I remember seeing Roberto's older brother Sandy Jr. play for the Padres' Triple A affiliate a whole bunch of times in the late 80's and being blown away by his total cat-like command of all aspects of the game, both behind and at the plate...Have to wonder what his very good MLB career could have become if he hadn't been hobbled by injuries by a large chunk of its first decade....Please note: I, could be a little fuzzy on that one because I resisted the urge and did NOT look it up....And if I did, I'd go downstairs and dig out the door stop, the BBE, for all kinds of reasons like, say, I might want to directly compare Sandy Sr.'s numbers with his kids' on the directly facing super thin, non-crinkly pages....Hey!....I think I'll go do that right now...
Later, in the lab (well, actually earlier this morning), I mentioned this non-searchable exercise to one of the sharp young deep sequence blaster kids, for whom everything is searchable....He just rolled his eyes at me and said...."Names".... "What?", I replied.... "All you had to do was re-align with names instead of numbers and you would have seen that in about two seconds".... Sheesh.

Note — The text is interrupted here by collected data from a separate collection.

use shared::domain::{ConversationId, MessageId};
use thiserror::Error;

use crate::request_cache::CacheError;

#[derive(Debug, Error)]
pub enum SyncError {
    #[error("no signed-in identity to send as")]
    MissingIdentity,
    #[error("message content and attachments are both empty")]
    EmptyMessage,
    #[error("failed to load history for conversation {conversation_id}: {source}")]
    History {
        conversation_id: ConversationId,
        source: CacheError,
    },
    #[error("failed to send message {temp_id}: {source}")]
    Send { temp_id: MessageId, source: CacheError },
    #[error("durable store rejected message {temp_id}")]
    Rejected { temp_id: MessageId },
}
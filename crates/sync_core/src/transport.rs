use anyhow::{Context, Result};
use async_trait::async_trait;
use futures::{stream::BoxStream, SinkExt, StreamExt};
use tokio::sync::mpsc;
use tokio_tungstenite::{connect_async, tungstenite::Message};
use tracing::{debug, warn};
use url::Url;

/// One open link: text frames out, text frames in.
///
/// The inbound stream ending (or yielding an error) means the link dropped.
pub struct TransportLink {
    pub outbound: mpsc::UnboundedSender<String>,
    pub inbound: BoxStream<'static, Result<String>>,
}

#[async_trait]
pub trait Transport: Send + Sync {
    async fn open(&self, url: &Url) -> Result<TransportLink>;
}

#[derive(Debug, Default, Clone, Copy)]
pub struct WebSocketTransport;

#[async_trait]
impl Transport for WebSocketTransport {
    async fn open(&self, url: &Url) -> Result<TransportLink> {
        let (ws_stream, _) = connect_async(url.as_str())
            .await
            .with_context(|| format!("failed to connect websocket: {url}"))?;
        let (mut ws_writer, ws_reader) = ws_stream.split();

        let (outbound, mut outbound_rx) = mpsc::unbounded_channel::<String>();
        tokio::spawn(async move {
            while let Some(text) = outbound_rx.recv().await {
                if let Err(err) = ws_writer.send(Message::Text(text)).await {
                    warn!(error = %err, "transport: websocket send failed");
                    break;
                }
            }
            let _ = ws_writer.close().await;
            debug!("transport: writer finished");
        });

        let inbound = ws_reader
            .take_while(|msg| futures::future::ready(!matches!(msg, Ok(Message::Close(_)))))
            .filter_map(|msg| async move {
                match msg {
                    Ok(Message::Text(text)) => Some(Ok(text)),
                    Ok(_) => None,
                    Err(err) => Some(Err(
                        anyhow::Error::new(err).context("websocket receive failed")
                    )),
                }
            })
            .boxed();

        Ok(TransportLink { outbound, inbound })
    }
}
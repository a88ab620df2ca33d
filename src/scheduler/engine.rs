//! Alarm scheduler.
//!
//! Polls the alarm list on a fixed cadence, decides which alarm (if any)
//! must fire now, and drives the playback engine. Firing is mutually
//! exclusive: exactly one alarm may be sounding system-wide, and a second
//! trigger while one is active is dropped — logged and reported, never
//! queued.

use std::sync::{Arc, Mutex};
use std::time::Duration;

use tokio::sync::{broadcast, mpsc};
use tokio::time::{interval, MissedTickBehavior};
use tracing::{debug, info, warn};
use uuid::Uuid;

use crate::alarms::{Alarm, AlarmStore};
use crate::audio::{AudioSource, EngineEvent, PlaybackEngine};
use crate::clock::Clock;
use crate::report::ErrorReporter;

use super::decision::{evaluate, FireDecision};
use super::notify::AlarmNotifier;

/// Default evaluation cadence.
pub const DEFAULT_TICK_INTERVAL: Duration = Duration::from_secs(30);

/// Context label used for reported scheduler failures.
const REPORT_CONTEXT: &str = "alarm-scheduler";

/// Capacity of the scheduler event channel.
const EVENT_CHANNEL_CAPACITY: usize = 64;

// ============================================================================
// Events and outcomes
// ============================================================================

/// Scheduler state changes, broadcast to subscribers (UI layer).
#[derive(Debug, Clone, PartialEq, Eq)]
pub enum SchedulerEvent {
    /// An alarm started sounding.
    AlarmFired {
        /// Alarm id
        id: Uuid,
        /// True when triggered by snooze expiry rather than time/day match
        snooze_wakeup: bool,
    },
    /// A due alarm was dropped because another alarm was already sounding.
    FiringDropped {
        /// Alarm id
        id: Uuid,
    },
    /// The sounding alarm stopped (dismissed, snoozed, or its audio ended).
    AlarmStopped {
        /// Alarm id
        id: Uuid,
    },
}

/// Per-alarm evaluation outcome, aggregated by [`AlarmScheduler::check_all`].
///
/// One malfunctioning alarm must never block evaluation of the others, so
/// each alarm reports its own outcome instead of short-circuiting the pass.
#[derive(Debug, Clone, PartialEq, Eq)]
pub enum AlarmOutcome {
    /// Not due; nothing happened.
    Skipped,
    /// The alarm fired and is now sounding.
    Fired {
        /// True when fired by snooze expiry
        snooze_wakeup: bool,
    },
    /// Due, but another alarm was already sounding; dropped.
    DroppedBusy,
    /// Due, but the audio source could not be started.
    PlaybackFailed,
    /// The alarm could not be evaluated or persisted.
    Error(String),
}

/// Sole owner of the "which alarm is sounding" fact.
#[derive(Debug, Clone, Copy, PartialEq, Eq)]
enum ActiveAlarm {
    Idle,
    Sounding { id: Uuid },
}

// ============================================================================
// AlarmScheduler
// ============================================================================

/// The alarm-evaluation state machine.
pub struct AlarmScheduler {
    store: Arc<AlarmStore>,
    engine: Arc<dyn PlaybackEngine>,
    clock: Arc<dyn Clock>,
    notifier: Arc<dyn AlarmNotifier>,
    reporter: Arc<dyn ErrorReporter>,
    active: Mutex<ActiveAlarm>,
    events: broadcast::Sender<SchedulerEvent>,
    tick_interval: Duration,
}

impl AlarmScheduler {
    /// Creates a scheduler with the default 30-second cadence.
    #[must_use]
    pub fn new(
        store: Arc<AlarmStore>,
        engine: Arc<dyn PlaybackEngine>,
        clock: Arc<dyn Clock>,
        notifier: Arc<dyn AlarmNotifier>,
        reporter: Arc<dyn ErrorReporter>,
    ) -> Self {
        let (events, _) = broadcast::channel(EVENT_CHANNEL_CAPACITY);
        Self {
            store,
            engine,
            clock,
            notifier,
            reporter,
            active: Mutex::new(ActiveAlarm::Idle),
            events,
            tick_interval: DEFAULT_TICK_INTERVAL,
        }
    }

    /// Overrides the evaluation cadence (tests).
    #[must_use]
    pub fn with_tick_interval(mut self, tick_interval: Duration) -> Self {
        self.tick_interval = tick_interval;
        self
    }

    /// Subscribes to scheduler state changes.
    pub fn subscribe(&self) -> broadcast::Receiver<SchedulerEvent> {
        self.events.subscribe()
    }

    /// Returns the id of the currently sounding alarm, if any.
    #[must_use]
    pub fn active_alarm_id(&self) -> Option<Uuid> {
        match *self.active.lock().unwrap() {
            ActiveAlarm::Idle => None,
            ActiveAlarm::Sounding { id } => Some(id),
        }
    }

    /// Runs the evaluation loop.
    ///
    /// Ticks on the configured cadence and additionally re-evaluates
    /// immediately whenever `wake_rx` delivers a foreground/wake signal.
    /// Spawn as a tokio task.
    pub async fn run(self: Arc<Self>, mut wake_rx: mpsc::Receiver<()>) {
        let mut ticker = interval(self.tick_interval);
        ticker.set_missed_tick_behavior(MissedTickBehavior::Skip);
        let mut engine_events = self.engine.subscribe();

        loop {
            tokio::select! {
                _ = ticker.tick() => {
                    self.check_all().await;
                }
                Some(()) = wake_rx.recv() => {
                    debug!("Wake signal: immediate evaluation pass");
                    self.check_all().await;
                }
                event = engine_events.recv() => match event {
                    Ok(EngineEvent::Finished) => self.unwind_active("audio finished"),
                    Ok(EngineEvent::Failed(reason)) => {
                        self.reporter.report(REPORT_CONTEXT, &reason);
                        self.unwind_active("audio failed");
                    }
                    Ok(EngineEvent::Started) => {}
                    Err(broadcast::error::RecvError::Lagged(skipped)) => {
                        warn!(skipped, "Scheduler lagged behind engine events");
                    }
                    Err(broadcast::error::RecvError::Closed) => return,
                },
            }
        }
    }

    /// Evaluates every persisted alarm once, independently.
    ///
    /// A store-read failure skips the whole pass (reported); a failure in
    /// one alarm is contained in its own outcome.
    pub async fn check_all(&self) -> Vec<(Uuid, AlarmOutcome)> {
        let alarms = match self.store.list() {
            Ok(alarms) => alarms,
            Err(e) => {
                self.reporter.report(REPORT_CONTEXT, &e);
                return Vec::new();
            }
        };

        let mut outcomes = Vec::with_capacity(alarms.len());
        for alarm in &alarms {
            let outcome = self.check_and_update_alarm(alarm).await;
            outcomes.push((alarm.id, outcome));
        }
        outcomes
    }

    /// Evaluates a single alarm and fires it when due.
    ///
    /// Exposed standalone so an external wake (e.g. push-driven) can force
    /// an immediate evaluation outside the tick cadence.
    pub async fn check_and_update_alarm(&self, alarm: &Alarm) -> AlarmOutcome {
        match evaluate(self.clock.now(), alarm) {
            FireDecision::Skip => AlarmOutcome::Skipped,
            FireDecision::SnoozeWakeup => {
                // The snooze is consumed in the same logical update that
                // triggers the firing; it must never stay set past this
                // point.
                if let Err(e) = self.store.clear_snooze(alarm.id) {
                    self.reporter.report(REPORT_CONTEXT, &e);
                    return AlarmOutcome::Error(e.to_string());
                }
                self.fire(alarm, true).await
            }
            FireDecision::Ring => self.fire(alarm, false).await,
        }
    }

    /// Stops the currently sounding alarm, if any.
    pub fn dismiss_active(&self) -> Option<Uuid> {
        let id = self.take_active()?;
        self.engine.stop();
        info!(%id, "Alarm dismissed");
        let _ = self.events.send(SchedulerEvent::AlarmStopped { id });
        Some(id)
    }

    /// Postpones the currently sounding alarm by `minutes` and stops its
    /// audio. `0` minutes is a logged no-op.
    pub fn snooze_active(&self, minutes: u32) -> Result<Option<Uuid>, crate::alarms::AlarmStoreError> {
        if minutes == 0 {
            warn!("Ignoring snooze request with zero duration");
            return Ok(None);
        }
        let Some(id) = self.active_alarm_id() else {
            return Ok(None);
        };

        let until = self.clock.now() + chrono::Duration::minutes(i64::from(minutes));
        self.store.set_snooze(id, Some(until))?;

        self.take_active();
        self.engine.stop();
        info!(%id, minutes, "Alarm snoozed");
        let _ = self.events.send(SchedulerEvent::AlarmStopped { id });
        Ok(Some(id))
    }

    async fn fire(&self, alarm: &Alarm, snooze_wakeup: bool) -> AlarmOutcome {
        // Single mutation point for the active-alarm invariant: the check
        // and the claim happen under one lock.
        {
            let mut active = self.active.lock().unwrap();
            if let ActiveAlarm::Sounding { id } = *active {
                warn!(incumbent = %id, dropped = %alarm.id, "Firing dropped: another alarm is active");
                self.reporter.report(
                    REPORT_CONTEXT,
                    &format!("firing dropped for {}: alarm {id} is already active", alarm.id),
                );
                let _ = self.events.send(SchedulerEvent::FiringDropped { id: alarm.id });
                return AlarmOutcome::DroppedBusy;
            }
            *active = ActiveAlarm::Sounding { id: alarm.id };
        }

        let source = AudioSource::for_alarm(alarm);
        if let Err(e) = self.engine.start(&source).await {
            self.reporter.report(REPORT_CONTEXT, &e);
            self.take_active();
            return AlarmOutcome::PlaybackFailed;
        }

        if !snooze_wakeup && alarm.is_one_shot() {
            // Disable as part of the firing so the next tick cannot re-fire.
            if let Err(e) = self.store.set_enabled(alarm.id, false) {
                self.reporter.report(REPORT_CONTEXT, &e);
            }
        }

        if let Err(e) = self.notifier.notify_alarm_firing(alarm) {
            warn!(id = %alarm.id, error = e.as_str(), "Alarm notification failed");
        }

        info!(id = %alarm.id, snooze_wakeup, source = source.name(), "Alarm fired");
        let _ = self.events.send(SchedulerEvent::AlarmFired {
            id: alarm.id,
            snooze_wakeup,
        });
        AlarmOutcome::Fired { snooze_wakeup }
    }

    fn unwind_active(&self, reason: &str) {
        if let Some(id) = self.take_active() {
            debug!(%id, reason, "Active alarm unwound");
            let _ = self.events.send(SchedulerEvent::AlarmStopped { id });
        }
    }

    fn take_active(&self) -> Option<Uuid> {
        let mut active = self.active.lock().unwrap();
        match std::mem::replace(&mut *active, ActiveAlarm::Idle) {
            ActiveAlarm::Idle => None,
            ActiveAlarm::Sounding { id } => Some(id),
        }
    }
}

// ============================================================================
// Tests
// ============================================================================
// ============================================================================
// Tests
// ============================================================================

#[cfg(test)]
mod tests {
    use super::*;
    use crate::audio::MockEngine;
    use crate::report::MockErrorReporter;

    struct Fixture {
        engine: Arc<MockEngine>,
        reporter: Arc<MockErrorReporter>,
        coordinator: Arc<PreviewCoordinator>,
    }

    fn fixture() -> Fixture {
        let engine = Arc::new(MockEngine::new());
        let reporter = Arc::new(MockErrorReporter::new());
        let coordinator = Arc::new(
            PreviewCoordinator::new(engine.clone(), reporter.clone())
                .with_delays(Duration::from_millis(0), Duration::from_millis(0)),
        );
        Fixture {
            engine,
            reporter,
            coordinator,
        }
    }

    fn station(id: &str, name: &str) -> Station {
        Station {
            stationuuid: id.to_string(),
            name: name.to_string(),
            url: format!("http://example.com/{id}"),
            ..Station::default()
        }
    }

    #[tokio::test]
    async fn test_play_preview_reaches_playing() {
        let f = fixture();
        let a = station("a", "Alpha");

        f.coordinator.play_preview(a.clone()).await;

        assert_eq!(f.coordinator.phase(), PreviewPhase::Playing { station: a.clone() });
        assert_eq!(f.coordinator.current_station(), Some(a));
        assert_eq!(f.engine.start_count(), 1);
    }

    #[tokio::test]
    async fn test_same_station_toggles_off() {
        let f = fixture();
        let a = station("a", "Alpha");

        f.coordinator.play_preview(a.clone()).await;
        f.coordinator.play_preview(a).await;

        // Toggled off: stopped, nothing displayed, not restarted.
        assert_eq!(f.coordinator.phase(), PreviewPhase::Idle);
        assert!(f.coordinator.current_station().is_none());
        assert_eq!(f.engine.start_count(), 1);
    }

    #[tokio::test]
    async fn test_switching_station_swaps_cleanly() {
        let f = fixture();
        let a = station("a", "Alpha");
        let b = station("b", "Beta");

        f.coordinator.play_preview(a).await;
        f.coordinator.play_preview(b.clone()).await;

        assert_eq!(f.coordinator.current_station(), Some(b));
        assert_eq!(f.engine.start_count(), 2);
    }

    #[tokio::test(start_paused = true)]
    async fn test_request_during_swap_is_dropped() {
        let engine = Arc::new(MockEngine::new());
        let reporter = Arc::new(MockErrorReporter::new());
        let coordinator = Arc::new(
            PreviewCoordinator::new(engine.clone(), reporter)
                .with_delays(Duration::from_millis(100), Duration::from_millis(0)),
        );
        let a = station("a", "Alpha");
        let b = station("b", "Beta");

        let first = {
            let coordinator = coordinator.clone();
            let a = a.clone();
            tokio::spawn(async move { coordinator.play_preview(a).await })
        };
        // Let the first swap enter its debounce.
        tokio::time::sleep(Duration::from_millis(10)).await;

        coordinator.play_preview(b).await;
        first.await.unwrap();

        // The overlapping request was dropped; A's swap completed.
        assert_eq!(coordinator.current_station().map(|s| s.stationuuid), Some("a".to_string()));
        assert_eq!(engine.start_count(), 1);
    }

    #[tokio::test]
    async fn test_displayed_station_never_flashes_empty_during_swap() {
        let f = fixture();
        let a = station("a", "Alpha");
        let b = station("b", "Beta");
        let mut rx = f.coordinator.subscribe();

        f.coordinator.play_preview(a).await;
        f.coordinator.play_preview(b).await;

        let mut saw_none_while_swapping = false;
        while let Ok(event) = rx.try_recv() {
            if event.station.is_none() {
                saw_none_while_swapping = true;
            }
        }
        assert!(!saw_none_while_swapping);
    }

    #[tokio::test]
    async fn test_first_failure_retries_and_succeeds() {
        let f = fixture();
        f.engine.fail_next_starts(1);
        let a = station("a", "Alpha");

        f.coordinator.play_preview(a.clone()).await;

        assert_eq!(f.coordinator.phase(), PreviewPhase::Playing { station: a });
        assert_eq!(f.engine.start_count(), 2);
        // Recovered: nothing reported.
        assert_eq!(f.reporter.report_count(), 0);
    }

    #[tokio::test]
    async fn test_second_failure_clears_all_state_and_reports() {
        let f = fixture();
        f.engine.fail_next_starts(2);
        let a = station("a", "Alpha");

        f.coordinator.play_preview(a).await;

        assert_eq!(f.coordinator.phase(), PreviewPhase::Idle);
        assert!(f.coordinator.current_station().is_none());
        assert_eq!(f.engine.start_count(), 2);
        assert_eq!(f.reporter.report_count(), 1);
    }

    #[tokio::test]
    async fn test_stop_preview_is_idempotent() {
        let f = fixture();
        let a = station("a", "Alpha");
        f.coordinator.play_preview(a).await;

        f.coordinator.stop_preview();
        let stops_after_first = f.engine.stop_count();
        f.coordinator.stop_preview();

        assert_eq!(f.coordinator.phase(), PreviewPhase::Idle);
        // The second stop found no session and did not touch the engine.
        assert_eq!(f.engine.stop_count(), stops_after_first);
    }

    #[tokio::test]
    async fn test_finished_event_is_implicit_full_stop() {
        let f = fixture();
        let a = station("a", "Alpha");
        f.coordinator.play_preview(a).await;

        let runner = tokio::spawn(f.coordinator.clone().run());
        f.engine.emit(EngineEvent::Finished);
        tokio::task::yield_now().await;
        tokio::task::yield_now().await;
        runner.abort();

        assert_eq!(f.coordinator.phase(), PreviewPhase::Idle);
        assert!(f.coordinator.current_station().is_none());
    }

    #[tokio::test]
    async fn test_playback_stopper_stops_preview() {
        let f = fixture();
        let a = station("a", "Alpha");
        f.coordinator.play_preview(a).await;

        let stopper: Arc<dyn PlaybackStopper> = f.coordinator.clone();
        stopper.request_stop();

        assert_eq!(f.coordinator.phase(), PreviewPhase::Idle);
    }
}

Update: Thought about it a bit more...Could ask blaster kid to come up with a strategy to find the single number that actually has a triple city retiree, but figured that might come out in the MIL/ATL Braves search wash somehow, so....Tomorrow I'll ask him to explain how he'd search the fact that there is nothing comparable to #7 for its starkest of stark contrasts...Will then wait to see if the smartass can figure that one out in the most salacious Boolean scriptease fashion...Ha!
Double Secret Probation Update: Photo at top of the post has three of the players mentioned in this post....And only two of them are in uniform...And yes, I found the image using the bloody search engine....Ironically enough though you can't get to the full story, with context, via a direct link....It's from a retrospective of the great NY Daily News photog Charles Ruppmann's fantastic body of work over half a century....To find the answer to the not quite trivial question you've got to go here and then go to....#26 (three retirees, of course, one of them, ironically, a horse riding rope rider who never played an MLB game in his life).